WideFix tech post

Dry-struct use cases

Excursus

A few days ago I meet a friend of mine. He has several questions for me and my experience. Almost all of them relate to the job I’ve done recently. Despite the fact the questions are from various topics, I catch myself giving almost the same answer to all of them. It sounds like, “Use dry-struct”. After that, I remember I’ve told similar stories to other people before. That makes me very surprised and anxious, because I realize how important and useful this tool is. Unfortunately, some of my friends even don’t understand why this tool exists at all.

In this post, I’m trying to reveal these questions and answers for people already seeking the same information as my friend did. I also set a goal to show what problems dry-struct actually solves to people not understanding its motivation. I want to show why this tool is very important and why it’s a step forward to a much more comfortable development process in Ruby world.

Questions and answers

1. Andrei, I’ve heard you have experience with GraphQL. But what is your attitude to it? I prefer JSON API and don’t see GraphQL benefits.

Well, first of all before comparing them one should understand that JSON is just a format that specifies data. And usually this data is supposed to go from one “program/service/server/process/whatever” to another “program/service/server/process/whatever”. Let’s agree on “program/service/server/process/whatever” is a black-boxed service that can be either back-end or front-end process and from now on we call it just process.

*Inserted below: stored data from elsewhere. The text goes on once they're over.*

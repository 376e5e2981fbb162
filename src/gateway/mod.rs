//! Front-end HTTP service: validates scrape requests, applies admission
//! control, fetches the page and, in full mode, hands it to the dispatcher.

pub mod client;
pub mod error;
pub mod fetch;
pub mod parser;
pub mod server;

// Re-export common types
pub use self::client::{page_params, DispatcherClient};
pub use self::fetch::PageFetcher;
pub use self::server::{connect_store, serve, AppState};
use anyhow::{Context, Result};
use std::fs;
use std::io;
use std::path::PathBuf;
use std::sync::Mutex;
use tracing_subscriber::fmt::format::FmtSpan;
use tracing_subscriber::layer::SubscriberExt;
use tracing_subscriber::util::SubscriberInitExt;
use tracing_subscriber::{fmt, EnvFilter};

/// Build the filter from `rust_log` when it is set; otherwise `pagegate` at
/// info (debug when verbose) and everything else at warn
fn filter(verbose: bool, rust_log: Option<&str>) -> Result<EnvFilter> {
    if let Some(directives) = rust_log.map(str::trim).filter(|d| !d.is_empty()) {
        return EnvFilter::try_new(directives).context(format!("Invalid RUST_LOG: {}", directives));
    }

    let level = if verbose { "debug" } else { "info" };
    Ok(EnvFilter::new("warn").add_directive(format!("pagegate={}", level).parse()?))
}

/// Initialize the logging system.
///
/// Console output always goes to stderr: the worker subcommand owns stdout
/// for protocol frames.
pub fn init_logging(verbose: bool, log_file: Option<PathBuf>) -> Result<()> {
    let rust_log = std::env::var(EnvFilter::DEFAULT_ENV).ok();
    let env_filter = filter(verbose, rust_log.as_deref())?;

    let fmt_layer = fmt::layer()
        .with_target(true)
        .with_writer(io::stderr)
        .with_span_events(FmtSpan::CLOSE);

    if let Some(log_file) = log_file {
        if let Some(parent) = log_file.parent() {
            fs::create_dir_all(parent)
                .context(format!("Failed to create log directory: {}", parent.display()))?;
        }

        let file = fs::OpenOptions::new()
            .create(true)
            .append(true)
            .open(&log_file)
            .context(format!("Failed to open log file: {}", log_file.display()))?;
        let file_layer = fmt::layer()
            .with_target(true)
            .with_ansi(false)
            .with_writer(Mutex::new(file));

        tracing_subscriber::registry()
            .with(env_filter)
            .with(fmt_layer)
            .with(file_layer)
            .try_init()
            .context("Failed to install log subscriber")?;
    } else {
        tracing_subscriber::registry()
            .with(env_filter)
            .with(fmt_layer)
            .try_init()
            .context("Failed to install log subscriber")?;
    }

    Ok(())
}

#[cfg(test)]
mod tests {
    use super::*;

    #[test]
    fn test_default_filter() {
        let quiet = filter(false, None).unwrap().to_string();
        assert!(quiet.contains("pagegate=info"));
        assert!(quiet.contains("warn"));

        let verbose = filter(true, Some("  ")).unwrap().to_string();
        assert!(verbose.contains("pagegate=debug"));
    }

    #[test]
    fn test_rust_log_replaces_defaults() {
        let custom = filter(true, Some("pagegate=trace,hyper=error")).unwrap().to_string();
        assert!(custom.contains("pagegate=trace"));
        assert!(custom.contains("hyper=error"));
        assert!(!custom.contains("pagegate=debug"));

        assert!(filter(false, Some("pagegate=loud")).is_err());
    }
}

Note, processes can be written in different programming languages as JSON is language-agnostic. Basically, this is just a set of rules that specify data going from Process A to Process B (more about JSON is in rfc7159):

JSON as a language-agnostic data interchange format

The red pipe in the picture above is a transport protocol responsible for data delivery. And inside this pipe some data interchanges in JSON format. That’s it, JSON is only just a properly formatted string, nothing more. Note, the protocol can be HTTP, RPC, AMQP, etc., and even just a method call inside the same process!

But before sending this string a process needs to build it from objects residing in its memory. That action is called serialization. Moreover, a process that receives the data needs to build corresponding objects inside its memory back. That action is called deserialization. Fortunately, for these actions, there are ready tools for almost all programming languages. Ruby and JavaScript are not exceptions here.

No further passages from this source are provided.